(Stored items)
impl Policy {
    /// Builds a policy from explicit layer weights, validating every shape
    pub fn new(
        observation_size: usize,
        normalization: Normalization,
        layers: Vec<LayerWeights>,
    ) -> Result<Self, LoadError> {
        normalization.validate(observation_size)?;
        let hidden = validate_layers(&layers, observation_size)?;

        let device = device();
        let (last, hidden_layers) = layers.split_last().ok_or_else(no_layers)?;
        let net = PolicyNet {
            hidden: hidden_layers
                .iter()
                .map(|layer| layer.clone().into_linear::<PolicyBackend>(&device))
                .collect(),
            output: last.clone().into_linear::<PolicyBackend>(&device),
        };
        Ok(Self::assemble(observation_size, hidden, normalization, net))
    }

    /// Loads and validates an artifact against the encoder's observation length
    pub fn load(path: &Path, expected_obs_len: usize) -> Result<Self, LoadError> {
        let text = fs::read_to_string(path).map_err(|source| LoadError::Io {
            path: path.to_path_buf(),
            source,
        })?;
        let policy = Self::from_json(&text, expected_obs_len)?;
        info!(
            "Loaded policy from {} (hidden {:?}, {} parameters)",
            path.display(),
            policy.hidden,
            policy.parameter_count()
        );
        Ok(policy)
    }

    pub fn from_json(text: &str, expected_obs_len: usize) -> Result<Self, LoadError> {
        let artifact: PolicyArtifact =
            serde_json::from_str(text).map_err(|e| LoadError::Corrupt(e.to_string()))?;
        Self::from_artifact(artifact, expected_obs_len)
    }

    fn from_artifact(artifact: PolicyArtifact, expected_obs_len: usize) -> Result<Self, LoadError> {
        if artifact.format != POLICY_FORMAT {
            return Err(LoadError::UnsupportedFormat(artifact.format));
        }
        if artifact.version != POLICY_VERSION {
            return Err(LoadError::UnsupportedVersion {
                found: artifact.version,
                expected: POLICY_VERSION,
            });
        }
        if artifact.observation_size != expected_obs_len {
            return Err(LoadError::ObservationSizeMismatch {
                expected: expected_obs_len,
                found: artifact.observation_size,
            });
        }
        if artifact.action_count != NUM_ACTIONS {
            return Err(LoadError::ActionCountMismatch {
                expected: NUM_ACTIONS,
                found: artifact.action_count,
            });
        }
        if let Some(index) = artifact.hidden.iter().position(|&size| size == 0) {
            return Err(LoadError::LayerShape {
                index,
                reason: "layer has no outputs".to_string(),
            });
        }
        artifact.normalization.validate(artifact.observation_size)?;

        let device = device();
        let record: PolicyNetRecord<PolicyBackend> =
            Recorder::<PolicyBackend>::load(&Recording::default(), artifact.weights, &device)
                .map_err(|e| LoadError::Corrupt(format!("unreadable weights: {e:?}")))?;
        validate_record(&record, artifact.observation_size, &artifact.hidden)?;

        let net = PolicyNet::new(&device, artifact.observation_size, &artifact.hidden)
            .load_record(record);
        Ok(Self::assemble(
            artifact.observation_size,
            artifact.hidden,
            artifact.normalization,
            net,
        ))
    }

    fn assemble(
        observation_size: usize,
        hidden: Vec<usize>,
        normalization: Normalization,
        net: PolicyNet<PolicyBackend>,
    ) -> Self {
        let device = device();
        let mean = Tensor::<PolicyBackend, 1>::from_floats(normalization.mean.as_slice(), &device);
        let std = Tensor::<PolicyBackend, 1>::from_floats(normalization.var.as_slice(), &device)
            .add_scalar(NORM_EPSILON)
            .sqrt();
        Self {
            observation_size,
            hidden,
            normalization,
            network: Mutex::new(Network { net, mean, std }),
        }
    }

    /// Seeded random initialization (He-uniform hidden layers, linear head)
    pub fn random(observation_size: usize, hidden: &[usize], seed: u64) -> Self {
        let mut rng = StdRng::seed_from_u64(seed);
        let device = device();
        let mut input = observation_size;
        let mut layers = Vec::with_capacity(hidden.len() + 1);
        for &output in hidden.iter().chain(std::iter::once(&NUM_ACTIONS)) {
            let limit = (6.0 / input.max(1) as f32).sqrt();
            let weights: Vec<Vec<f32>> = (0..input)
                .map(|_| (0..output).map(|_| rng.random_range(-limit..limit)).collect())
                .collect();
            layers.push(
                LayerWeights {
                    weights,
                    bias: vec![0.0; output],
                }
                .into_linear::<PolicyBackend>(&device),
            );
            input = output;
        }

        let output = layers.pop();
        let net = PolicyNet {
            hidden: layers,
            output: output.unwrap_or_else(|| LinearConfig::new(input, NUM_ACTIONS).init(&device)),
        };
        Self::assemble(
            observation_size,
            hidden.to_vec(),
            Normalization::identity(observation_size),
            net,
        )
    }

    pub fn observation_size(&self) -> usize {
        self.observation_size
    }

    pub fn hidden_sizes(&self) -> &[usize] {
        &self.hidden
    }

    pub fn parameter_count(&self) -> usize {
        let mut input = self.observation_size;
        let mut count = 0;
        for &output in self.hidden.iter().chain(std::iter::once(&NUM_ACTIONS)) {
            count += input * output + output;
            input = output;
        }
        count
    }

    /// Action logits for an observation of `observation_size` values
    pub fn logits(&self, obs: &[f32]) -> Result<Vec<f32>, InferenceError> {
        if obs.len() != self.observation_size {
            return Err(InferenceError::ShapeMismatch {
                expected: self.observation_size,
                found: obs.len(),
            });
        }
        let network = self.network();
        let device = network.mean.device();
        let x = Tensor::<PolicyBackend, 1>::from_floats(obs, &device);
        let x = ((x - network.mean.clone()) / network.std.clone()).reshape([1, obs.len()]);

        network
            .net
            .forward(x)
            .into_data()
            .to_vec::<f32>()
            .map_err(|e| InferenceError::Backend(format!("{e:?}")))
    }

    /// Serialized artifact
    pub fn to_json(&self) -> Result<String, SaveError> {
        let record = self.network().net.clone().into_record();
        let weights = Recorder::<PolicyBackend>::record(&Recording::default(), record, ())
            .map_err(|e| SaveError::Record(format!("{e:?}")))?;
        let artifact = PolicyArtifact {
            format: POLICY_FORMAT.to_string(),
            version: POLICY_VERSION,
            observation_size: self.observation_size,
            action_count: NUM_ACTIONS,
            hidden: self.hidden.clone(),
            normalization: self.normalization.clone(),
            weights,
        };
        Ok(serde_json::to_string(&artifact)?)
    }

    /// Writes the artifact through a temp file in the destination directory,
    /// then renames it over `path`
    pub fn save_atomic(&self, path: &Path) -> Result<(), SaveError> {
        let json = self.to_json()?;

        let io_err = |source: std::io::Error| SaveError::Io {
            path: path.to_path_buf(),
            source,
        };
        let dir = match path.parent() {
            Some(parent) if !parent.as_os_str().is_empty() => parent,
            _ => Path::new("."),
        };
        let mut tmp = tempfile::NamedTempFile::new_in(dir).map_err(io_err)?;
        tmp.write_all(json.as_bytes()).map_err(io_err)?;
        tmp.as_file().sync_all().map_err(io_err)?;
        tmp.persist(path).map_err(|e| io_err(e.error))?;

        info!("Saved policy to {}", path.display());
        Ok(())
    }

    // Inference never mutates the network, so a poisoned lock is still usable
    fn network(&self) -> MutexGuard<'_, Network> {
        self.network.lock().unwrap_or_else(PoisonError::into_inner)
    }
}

DIRECTIONS FOR THIS TASK – Gather each line from the entries above that includes the word "Result".

OUTPUT OF THE TASK –
    ) -> Result<Self, LoadError> {
    pub fn load(path: &Path, expected_obs_len: usize) -> Result<Self, LoadError> {
    pub fn from_json(text: &str, expected_obs_len: usize) -> Result<Self, LoadError> {
    fn from_artifact(artifact: PolicyArtifact, expected_obs_len: usize) -> Result<Self, LoadError> {
    pub fn logits(&self, obs: &[f32]) -> Result<Vec<f32>, InferenceError> {
    pub fn to_json(&self) -> Result<String, SaveError> {
    pub fn save_atomic(&self, path: &Path) -> Result<(), SaveError> {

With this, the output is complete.